Having reinvented myself, and now that I run my own a consulting, training and coaching outfit, it’s clearer to me why I stayed in those dreadful jobs.
In essence, my inaction was founded on worries about money, self-esteem, and a palpable fear of unemployment. My work has given me insights, which I now share with my trainees, coachees, and employees.
You must always cultivate an entrepreneurial mindset to your approach to your work life.
Entrepreneurs focus all attention on opportunities, innovation and the creation of new value for people around them, so consequently for themselves too. This is the best approach to employment. It makes you resourceful, creative, and agile, in building your career.
The first signal that indicates that you should move on is when you find yourself being unhappy for most of the day, while you do your work. If you feel mistreated, unhappy, depressed, and misunderstood for the most part at work, then it’s highly likely that your job doesn’t suit you.
However, the real difficulty here is to discern if it is an internal or external problem.
An internal problem is when “your head is not screwed on properly”. Meaning; you have unrealistic expectations of your ability, you do not work on managing other people’s perception of your value, and when you are downright disengaged.
Many people I meet are disconnected at work because they don’t know “why” they come to work.
There is a definite lack of purpose for many, and this has an impact on their ability to deliver the results that they have been contracted for.
Remind yourself that there is a contract that needs to be fulfilled on a daily basis, at work. Your work must actually produce results.
Now if you are certain that you are purpose driven, but yet at work you always feel unhappy, then it is time for you to pack your bags, cut your losses, and offer value elsewhere.
This is what an entrepreneur would do.
The next thing I would look out for is the levels of toxicity in your office.
No matter how engaging or empowering a company may be, there is a likelihood of some toxicity. You will continuously have to deal with people who do not share your values, and who will project their own insecurities in their interactions with you.
So, perfection is not what you should be looking for.
However, if you have a narcissistic boss who is an egomaniacal and self-serving jerk, or if there is a total lack of a collaborative spirit in the company, or if you find your leaders establish a divide and rule management style, then you know that the levels of toxicity in your work environment will be high.
Look at your job holistically, by understanding all the dimensions of it; from your leadership needs to your preferred personal style of work. This will show you if you are right for the role, or if you need to look for another job, where you can thrive or even leave this industry, for a new work experience, altogether.
Finally, are you being deployed correctly?
If your job forces you to use skills that aren’t enjoyable or easy for you, you’ll be miserable and drained every day, in your job.
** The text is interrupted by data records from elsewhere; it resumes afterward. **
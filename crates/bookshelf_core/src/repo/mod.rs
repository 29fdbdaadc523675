//! Repository layer abstractions and SQLite persistence implementations.
//!
//! # Responsibility
//! - Define use-case oriented data access contracts for the catalogue
//!   (`CatalogRepository`) and for identities/grants (`AccountRepository`).
//! - Isolate SQLite query details from service orchestration.
//!
//! # Invariants
//! - Repository writes run model `validate()` before persistence.
//! - Every write is atomic: it either fully applies or leaves no trace.
//! - Relational rule breaks surface as `RepoError::Integrity`, not as raw
//!   SQLite errors.

pub mod account_repo;
pub mod catalog_repo;
pub mod error;
mod sql;

pub use error::{EntityKind, IntegrityViolation, RepoError, RepoResult};
//! Domain model for the library catalogue and its access-control records.
//!
//! # Responsibility
//! - Define canonical data structures shared by repositories, services and
//!   views.
//! - Own field-level validation that every write path must run.
//!
//! # Invariants
//! - Every record is identified by a stable UUID.
//! - Relationships are expressed by id references, never by embedded copies.

pub mod account;
pub mod catalog;
pub mod validation;
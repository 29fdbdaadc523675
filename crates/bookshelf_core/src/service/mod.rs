//! Core use-case services.
//!
//! # Responsibility
//! - Orchestrate repository calls into use-case level APIs: relationship
//!   queries, access control and permission-gated book mutations.
//! - Translate repository errors into the caller-facing taxonomy.
//!
//! # Invariants
//! - Mutations check a fine-grained permission, never the role directly.
//! - Services stay storage-agnostic; they only see repository traits.

pub mod access_service;
pub mod book_service;
pub mod error;
pub mod query_service;
pub mod request;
This means you should leave.
Although I would invite you think about this first. If you have an entrepreneurial mindset, you will learn to leverage on everything you’re given.
For example, the skills I use today have very little to do with my training to become a lawyer. But, my entrepreneurial attitude has allowed me to learn these new skills that now add tremendous value to me.
So, should you stay or should you go?
Be honest with yourself, and apply the entrepreneur’s mindset model. That test will give you the best personal insights as to what you should do.